Voxels selected for this analysis were obtained from enhancing regions on the post-Gd T1-weighted images, determined using a 50% signal threshold (based on the maximum signal intensity in tumor-containing slices) over a manually drawn tumor ROI. These voxels were further categorized by the predominate leakage effect (T1 or T2*) exhibited in their dynamic ΔR2* time-course. In this study, ‘T2* voxels’ were defined by a positive mean ΔR2* over the last 20s of the time-course used for computation of Ka and K2. ‘T1 voxels’ were defined as those in which this estimate was negative.

Statistical Analysis

Voxel-wise measures of K2 and Ka were compared with Ktrans and ve to examine the relationship between these parameters. Associations between the aforementioned parameters were first analyzed on an individual basis using simple linear regression and reported using the r-squared (r2) statistic. Unless otherwise noted, group voxel-wise comparisons were conducted using analysis of covariance in a generalized linear model for repeated measures. Generalized estimating equations (GEE) were used with an exchangeable covariance structure to model the correlation among voxels across patients.

Results

Fig. 1a shows a representative uncorrected tumor ΔR2* time-courses for each echo time and the dual-echo signal, along with the associated Weisskoff model fit. Fig. 1b shows the corresponding tissue residue functions used to compute Ka from the same patient. The computed Ktrans, K2, and Ka maps (overlaid on post-Gd T1-weighted images) for this patient (at TE2) can be seen in Fig. 2b–d, respectively, along with the corresponding post-Gd T1-weighted image (Fig. 2a). Fig. 3a and 3b show an example voxel-wise comparison of K2 and Ka (computed at TE2) with the parameter Ktrans. The range of correlations at TE2 were r2 = [0.014 – 0.430] for K2 and r2 = [0.0001 – 0.403] for Ka. Across patients, both K2 and Ka were found to have non-significant (p = 0.150 and p = 0.060, respectively) linear correlations with Ktrans. A significant (p < 0.0001) inverse relationship was observed (Fig. 3c), however, between K2 and Ka [r2 = 0.466–0.984]. To help elucidate these observed relationships, further analysis was performed.

Fig. 1.

Fig. 1

a) Representative uncorrected tumor ΔR2* time-course and the associated Weisskoff model fit (solid) used to compute K2 at TE1 (square), TE2 (dot), and DE (diamond). b) Corresponding tissue residue function used to compute Ka at TE1, TE2, and DE.

Fig. 2.

Fig. 2

a) T1-weighted post-Gd anatomical image showing a high-grade brain tumor. Example computed permeability maps (units in min−1) for b) Ktrans, c) K2 and d) Ka.

Fig. 3.

Fig. 3

a) Example voxel-wise comparison between K2 at TE2 and Ktrans. b) Example voxel-wise comparison between Ka at TE2 and Ktrans. c) Voxel-wise comparison between K2 (y-axis) and Ka (x-axis). Linear regression line shown in black.

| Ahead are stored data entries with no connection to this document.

//! Resampling to a target grid size.

use glam::DVec3;

use crate::error::FilterError;
use crate::filter::{Filter, describe_with, required};
use crate::image::{Geometry, Volume};
use crate::kernels::{CpuKernels, ImageKernels};
use crate::params::{FilterParams, ResamplingParams};

/// Resamples a volume to a requested voxel count per axis.
///
/// The physical field of view is preserved: the new spacing is
/// `old_spacing * old_size / new_size`, origin and direction are kept.
#[derive(Debug, Clone, Default)]
pub struct ImageResampling<K = CpuKernels> {
    kernels: K,
}

impl ImageResampling {
    pub fn new() -> Self {
        Self::with_kernels(CpuKernels)
    }
}

impl<K: ImageKernels> ImageResampling<K> {
    pub fn with_kernels(kernels: K) -> Self {
        Self { kernels }
    }
}

/// Output grid covering the same field of view with `size` voxels.
pub fn target_grid(input: &Geometry, size: [usize; 3]) -> Geometry {
    let scale = DVec3::new(
        input.size[0] as f64 / size[0] as f64,
        input.size[1] as f64 / size[1] as f64,
        input.size[2] as f64 / size[2] as f64,
    );
    Geometry {
        size,
        spacing: input.spacing * scale,
        origin: input.origin,
        direction: input.direction,
    }
}

impl<K: ImageKernels> Filter for ImageResampling<K> {
    fn name(&self) -> &'static str {
        "ImageResampling"
    }

    fn execute(&self, image: &Volume, params: Option<&FilterParams>) -> Result<Volume, FilterError> {
        let params = required(self.name(), params, "resampling", FilterParams::as_resampling)?;
        let grid = target_grid(image.geometry(), params.size());
        tracing::debug!(
            "{}: {:?} -> {:?} ({})",
            self.name(),
            image.size(),
            grid.size,
            params.interpolation()
        );

        Ok(self
            .kernels
            .resample_to_grid(image, &grid, params.interpolation())?)
    }

    fn describe(&self, params: Option<&FilterParams>) -> String {
        describe_with(
            self.name(),
            params.and_then(FilterParams::as_resampling),
            |p: &ResamplingParams| format!("size={:?}, interpolation={}", p.size(), p.interpolation()),
        )
    }
}
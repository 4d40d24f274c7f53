//! Separable Gaussian blur and neighbourhood median.

use crate::error::KernelError;
use crate::image::Volume;

/// Kernel half-width is `ceil(TRUNCATE * sigma)` voxels.
const GAUSSIAN_TRUNCATE: f64 = 4.0;

/// Largest median window, in voxels.
const MAX_MEDIAN_WINDOW: usize = 1 << 20;

/// Normalized 1-D Gaussian kernel for a sigma given in voxels.
///
/// The half-width is capped at `max_radius`.
fn gaussian_kernel_1d(sigma: f64, max_radius: usize) -> Vec<f64> {
    let radius = (GAUSSIAN_TRUNCATE * sigma).ceil().min(max_radius as f64) as usize;
    let two_sigma2 = 2.0 * sigma * sigma;
    let mut kernel: Vec<f64> = (0..=2 * radius)
        .map(|i| {
            let x = i as f64 - radius as f64;
            (-x * x / two_sigma2).exp()
        })
        .collect();
    let sum: f64 = kernel.iter().sum();
    for k in kernel.iter_mut() {
        *k /= sum;
    }
    kernel
}

/// Reflect an out-of-range index back into `[0, len)` (`d c b a | a b c d | d c b a`).
#[inline]
fn reflect_index(idx: isize, len: usize) -> usize {
    let n = len as isize;
    let period = 2 * n;
    let i = idx.rem_euclid(period);
    if i >= n { (period - 1 - i) as usize } else { i as usize }
}

/// Convolve every line along `axis` with `kernel`.
fn convolve_axis(data: &mut [f64], size: [usize; 3], axis: usize, kernel: &[f64]) {
    let n = size[axis];
    let radius = kernel.len() / 2;
    let strides = [1, size[0], size[0] * size[1]];
    let stride = strides[axis];
    let (a, b) = match axis {
        0 => (1, 2),
        1 => (0, 2),
        _ => (0, 1),
    };

    let mut padded = vec![0.0_f64; n + 2 * radius];
    for j in 0..size[b] {
        for i in 0..size[a] {
            let start = i * strides[a] + j * strides[b];
            for (p, slot) in padded.iter_mut().enumerate() {
                let src = reflect_index(p as isize - radius as isize, n);
                *slot = data[start + src * stride];
            }
            for k in 0..n {
                let window = &padded[k..k + kernel.len()];
                data[start + k * stride] = window.iter().zip(kernel).map(|(v, w)| v * w).sum();
            }
        }
    }
}

/// Gaussian smoothing with `sigma` in physical units.
///
/// The blur is applied separably, one axis at a time, with the sigma converted
/// to voxels through each axis' spacing. Axes of length one are left alone.
pub fn gaussian_blur(image: &Volume, sigma: f64) -> Result<Volume, KernelError> {
    if !sigma.is_finite() || sigma <= 0.0 {
        return Err(KernelError::InvalidArgument(format!(
            "gaussian sigma must be positive, got {sigma}"
        )));
    }

    let size = image.size();
    let spacing = image.spacing().to_array();
    let mut data: Vec<f64> = image.samples().iter().map(|&v| v as f64).collect();

    for axis in 0..3 {
        let sigma_voxels = sigma / spacing[axis];
        if size[axis] < 2 || sigma_voxels < 1e-3 {
            continue;
        }
        // Reflection repeats the line beyond its length, so a wider kernel adds nothing.
        let kernel = gaussian_kernel_1d(sigma_voxels, size[axis]);
        convolve_axis(&mut data, size, axis, &kernel);
    }

    let samples = data.into_iter().map(|v| v as f32).collect();
    Ok(Volume::from_array(samples, image)?)
}

/// Median over a `(2r+1)` box per axis; the border is clamped (zero-flux).
pub fn median_filter(image: &Volume, radius: [usize; 3]) -> Result<Volume, KernelError> {
    if radius == [0, 0, 0] {
        return Ok(image.clone());
    }

    let [nx, ny, nz] = image.size();
    let window_len = radius
        .iter()
        .try_fold(1usize, |len, r| {
            r.checked_mul(2)
                .and_then(|d| d.checked_add(1))
                .and_then(|w| len.checked_mul(w))
        })
        .filter(|&len| len <= MAX_MEDIAN_WINDOW)
        .ok_or_else(|| KernelError::InvalidArgument(format!("median radius {radius:?} is too large")))?;
    let mut window = Vec::with_capacity(window_len);
    let mut samples = Vec::with_capacity(image.samples().len());

    let clamp = |c: usize, offset: isize, n: usize| -> usize {
        (c as isize + offset).clamp(0, n as isize - 1) as usize
    };
    let [rx, ry, rz] = radius.map(|r| r as isize);

    for z in 0..nz {
        for y in 0..ny {
            for x in 0..nx {
                window.clear();
                for dz in -rz..=rz {
                    let zz = clamp(z, dz, nz);
                    for dy in -ry..=ry {
                        let yy = clamp(y, dy, ny);
                        for dx in -rx..=rx {
                            let xx = clamp(x, dx, nx);
                            window.push(image.get([xx, yy, zz]));
                        }
                    }
                }
                let mid = window.len() / 2;
                let (_, median, _) = window.select_nth_unstable_by(mid, |a, b| a.total_cmp(b));
                samples.push(*median);
            }
        }
    }

    Ok(Volume::from_array(samples, image)?)
}
//! Live round-trip against a local Elasticsearch.
//! Requires a running instance. Set ELASTICSEARCH_TEST_URL or this test is skipped.

use std::sync::Arc;

use anyhow::Result;
use async_trait::async_trait;
use serde_json::json;

use tendril_common::{IndexConfiguration, ProviderEnv};
use tendril_retrieval::{make_retriever, TextEmbedder};

/// Deterministic embedder: maps text length into a tiny vector so nearest
/// neighbor search behaves predictably without a model behind it.
#[derive(Debug)]
struct HashEmbedder;

#[async_trait]
impl TextEmbedder for HashEmbedder {
    async fn embed(&self, text: &str) -> Result<Vec<f32>> {
        let n = text.len() as f32;
        Ok(vec![n, n * 0.5, 1.0])
    }

    async fn embed_batch(&self, texts: Vec<String>) -> Result<Vec<Vec<f32>>> {
        let mut out = Vec::new();
        for text in &texts {
            out.push(self.embed(text).await?);
        }
        Ok(out)
    }
}

#[tokio::test]
async fn test_elastic_roundtrip_isolates_tenants() {
    let Ok(url) = std::env::var("ELASTICSEARCH_TEST_URL") else {
        eprintln!("ELASTICSEARCH_TEST_URL not set; skipping live test");
        return;
    };

    let env = ProviderEnv {
        elasticsearch_url: Some(url),
        elasticsearch_user: Some(
            std::env::var("ELASTICSEARCH_USER").unwrap_or_else(|_| "elastic".into()),
        ),
        elasticsearch_password: Some(
            std::env::var("ELASTICSEARCH_PASSWORD").unwrap_or_else(|_| "changeme".into()),
        ),
        ..Default::default()
    };

    let config_a = IndexConfiguration::resolve(&json!({
        "user_id": "live-tenant-a",
        "retriever_provider": "elastic-local",
    }));
    let config_b = IndexConfiguration::resolve(&json!({
        "user_id": "live-tenant-b",
        "retriever_provider": "elastic-local",
    }));

    let retriever_a = make_retriever(&config_a, &env, Arc::new(HashEmbedder))
        .await
        .expect("construct tenant-a retriever");
    let retriever_b = make_retriever(&config_b, &env, Arc::new(HashEmbedder))
        .await
        .expect("construct tenant-b retriever");

    let doc = tendril_common::Document::new("tenant a private note").with_id("live-a-1");
    let mut stamped = doc.clone();
    stamped
        .metadata
        .insert("user_id".into(), json!("live-tenant-a"));
    retriever_a
        .add_documents(&[stamped])
        .await
        .expect("index tenant-a doc");

    let found_a = retriever_a
        .query("tenant a private note")
        .await
        .expect("query tenant a");
    assert!(found_a.iter().any(|d| d.id == "live-a-1"));

    let found_b = retriever_b
        .query("tenant a private note")
        .await
        .expect("query tenant b");
    assert!(
        !found_b.iter().any(|d| d.id == "live-a-1"),
        "tenant b must never see tenant a's documents"
    );
}
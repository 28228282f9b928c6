use thiserror::Error;

#[derive(Error, Debug)]
pub enum TendrilError {
    #[error("missing user_id: retrieval and indexing require a tenant")]
    MissingTenant,

    #[error("{0} environment variable is required")]
    MissingCredential(&'static str),

    #[error("{0} environment variable is not set")]
    MissingIndex(&'static str),

    #[error("unsupported provider: {0}")]
    UnsupportedProvider(String),

    #[error(transparent)]
    Anyhow(#[from] anyhow::Error),
}
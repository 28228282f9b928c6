//! Text embedding seam and the `provider/model` resolver.

use std::sync::Arc;

use anyhow::Result;
use async_trait::async_trait;

use ai_client::{split_model_name, Cohere, EmbedAgent, OpenAi};
use tendril_common::{ProviderEnv, TendrilError};

// --- TextEmbedder trait ---

#[async_trait]
pub trait TextEmbedder: Send + Sync + std::fmt::Debug {
    async fn embed(&self, text: &str) -> Result<Vec<f32>>;
    async fn embed_batch(&self, texts: Vec<String>) -> Result<Vec<Vec<f32>>>;
}

/// Map an embedding-model identifier of the form `provider/model` (or a bare
/// model name, defaulting to `openai`) to a concrete embedding backend.
///
/// The provider set is closed; anything else is `UnsupportedProvider`.
pub fn resolve_embedder(
    model_name: &str,
    env: &ProviderEnv,
) -> Result<Arc<dyn TextEmbedder>, TendrilError> {
    let (provider, model) = split_model_name(model_name);
    match provider {
        "openai" => {
            let api_key = env
                .openai_api_key
                .as_deref()
                .ok_or(TendrilError::MissingCredential("OPENAI_API_KEY"))?;
            Ok(Arc::new(OpenAiEmbedder::new(api_key, model)))
        }
        "cohere" => {
            let api_key = env
                .cohere_api_key
                .as_deref()
                .ok_or(TendrilError::MissingCredential("COHERE_API_KEY"))?;
            Ok(Arc::new(CohereEmbedder::new(api_key, model)))
        }
        other => Err(TendrilError::UnsupportedProvider(other.to_string())),
    }
}

/// OpenAI embeddings via the ai-client.
#[derive(Debug)]
pub struct OpenAiEmbedder {
    client: OpenAi,
}

impl OpenAiEmbedder {
    pub fn new(api_key: &str, model: &str) -> Self {
        // The chat-model slot is unused here; only the embedding model matters.
        let client = OpenAi::new(api_key, model).with_embedding_model(model);
        Self { client }
    }
}

#[async_trait]
impl TextEmbedder for OpenAiEmbedder {
    async fn embed(&self, text: &str) -> Result<Vec<f32>> {
        self.client.embed(text).await
    }

    async fn embed_batch(&self, texts: Vec<String>) -> Result<Vec<Vec<f32>>> {
        self.client.embed_batch(texts).await
    }
}

/// Cohere embeddings via the ai-client.
#[derive(Debug)]
pub struct CohereEmbedder {
    client: Cohere,
}

impl CohereEmbedder {
    pub fn new(api_key: &str, model: &str) -> Self {
        Self {
            client: Cohere::new(api_key, model),
        }
    }
}

#[async_trait]
impl TextEmbedder for CohereEmbedder {
    async fn embed(&self, text: &str) -> Result<Vec<f32>> {
        self.client.embed(text).await
    }

    async fn embed_batch(&self, texts: Vec<String>) -> Result<Vec<Vec<f32>>> {
        self.client.embed_batch(texts).await
    }
}
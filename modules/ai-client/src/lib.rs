pub mod claude;
pub mod cohere;
pub mod openai;
pub mod traits;

pub use claude::Claude;
pub use cohere::Cohere;
pub use openai::OpenAi;
pub use traits::{ChatAgent, EmbedAgent, Message, MessageRole};

/// Split a `provider/model` identifier on the first `/`.
///
/// A bare model name (no `/`) defaults the provider to `openai`.
pub fn split_model_name(name: &str) -> (&str, &str) {
    match name.split_once('/') {
        Some((provider, model)) => (provider, model),
        None => ("openai", name),
    }
}
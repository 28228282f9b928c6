mod client;
pub(crate) mod schema;
pub(crate) mod types;

pub use schema::StructuredOutput;

use anyhow::{anyhow, Result};
use async_trait::async_trait;

use crate::traits::{ChatAgent, EmbedAgent, Message, MessageRole};
use client::OpenAiClient;

// =============================================================================
// OpenAi Agent
// =============================================================================

#[derive(Debug, Clone)]
pub struct OpenAi {
    api_key: String,
    model: String,
    embedding_model: String,
    base_url: Option<String>,
}

impl OpenAi {
    pub fn new(api_key: impl Into<String>, model: impl Into<String>) -> Self {
        Self {
            api_key: api_key.into(),
            model: model.into(),
            embedding_model: "text-embedding-3-small".to_string(),
            base_url: None,
        }
    }

    pub fn with_embedding_model(mut self, model: impl Into<String>) -> Self {
        self.embedding_model = model.into();
        self
    }

    pub fn with_base_url(mut self, url: impl Into<String>) -> Self {
        self.base_url = Some(url.into());
        self
    }

    pub fn model(&self) -> &str {
        &self.model
    }

    fn client(&self) -> OpenAiClient {
        let client = OpenAiClient::new(&self.api_key);
        if let Some(ref url) = self.base_url {
            client.with_base_url(url)
        } else {
            client
        }
    }

    fn wire_messages(messages: &[Message]) -> Vec<types::WireMessage> {
        messages
            .iter()
            .map(|msg| match msg.role {
                MessageRole::System => types::WireMessage::system(&msg.content),
                MessageRole::User => types::WireMessage::user(&msg.content),
                MessageRole::Assistant => types::WireMessage::assistant(&msg.content),
            })
            .collect()
    }

    /// Type-safe structured output extraction.
    pub async fn extract<T: StructuredOutput>(&self, messages: &[Message]) -> Result<T> {
        let json_str = self
            .extract_json(
                messages,
                &T::type_name().to_lowercase(),
                T::openai_schema(),
            )
            .await?;

        serde_json::from_str(&json_str)
            .map_err(|e| anyhow!("Failed to deserialize response: {}", e))
    }
}

// =============================================================================
// ChatAgent Implementation
// =============================================================================

#[async_trait]
impl ChatAgent for OpenAi {
    async fn chat(&self, messages: &[Message]) -> Result<String> {
        let request = types::ChatRequest::new(&self.model)
            .messages(Self::wire_messages(messages))
            .max_tokens(4096)
            .temperature(0.0);

        let response = self.client().chat(&request).await?;

        response
            .choices
            .into_iter()
            .next()
            .and_then(|c| c.message.content)
            .ok_or_else(|| anyhow!("No response from OpenAI"))
    }

    async fn extract_json(
        &self,
        messages: &[Message],
        schema_name: &str,
        schema: serde_json::Value,
    ) -> Result<String> {
        let request = types::ChatRequest::new(&self.model)
            .messages(Self::wire_messages(messages))
            .temperature(0.0)
            .response_format(types::ResponseFormat::json_schema(schema_name, schema));

        let response = self.client().chat(&request).await?;

        response
            .choices
            .into_iter()
            .next()
            .and_then(|c| c.message.content)
            .ok_or_else(|| anyhow!("No structured output from OpenAI"))
    }
}

// =============================================================================
// EmbedAgent Implementation
// =============================================================================

#[async_trait]
impl EmbedAgent for OpenAi {
    async fn embed(&self, text: &str) -> Result<Vec<f32>> {
        let mut vectors = self
            .client()
            .embed_batch(&self.embedding_model, &[text.to_string()])
            .await?;
        vectors
            .pop()
            .ok_or_else(|| anyhow!("No embedding returned from OpenAI"))
    }

    async fn embed_batch(&self, texts: Vec<String>) -> Result<Vec<Vec<f32>>> {
        self.client().embed_batch(&self.embedding_model, &texts).await
    }
}

#[cfg(test)]
mod tests {
    use super::*;

    #[test]
    fn test_openai_new() {
        let ai = OpenAi::new("sk-test", "gpt-4o-mini");
        assert_eq!(ai.model, "gpt-4o-mini");
        assert_eq!(ai.api_key, "sk-test");
        assert_eq!(ai.embedding_model, "text-embedding-3-small");
    }

    #[test]
    fn test_openai_with_embedding_model() {
        let ai = OpenAi::new("sk-test", "gpt-4o").with_embedding_model("text-embedding-3-large");
        assert_eq!(ai.embedding_model, "text-embedding-3-large");
    }

    #[test]
    fn test_openai_with_base_url() {
        let ai = OpenAi::new("sk-test", "gpt-4o").with_base_url("https://custom.api.com");
        assert_eq!(ai.base_url, Some("https://custom.api.com".to_string()));
    }
}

With the availability of multi-echo data, the effect of echo time on K2 and Ka was investigated. Fig. 4a and 4b show box plots using the median values of K2 and Ka, across all patients. A statistically significant difference (Mann-Whitney U test) was observed between K2 at TE1 and TE2 (p<0.001), K2 at TE1 and DE (p<0.001), and K2 at TE2 and DE (p<0.01) acquisitions. Similar differences were observed for Ka. For TE2, voxel-wise estimates of K2 were observed to be predominately positive for high-grade gliomas whereas Ka was predominately negative. A decrease in echo time (TE1) resulted in a broader voxel-wise distribution of values across patients with estimates of K2 becoming increasingly positive and Ka becoming increasingly negative. The computation of K2 using the ΔR2,DE* time-course resulted in a negative shift in the distribution of values, with an increase in the number of voxels near K2 = 0. A similar shift in the distribution towards positive values was observed for Ka.

Fig. 4.

Fig. 4

Box plots of median parameter estimates (from all patients) calculated at various echo times for K2 (a) and Ka (b). Box plots display the median, 25th and 75th percentiles (edges of box), and extreme data points (whiskers). Outliers are plotted individually (+). Significance determined by Mann-Whitney U test.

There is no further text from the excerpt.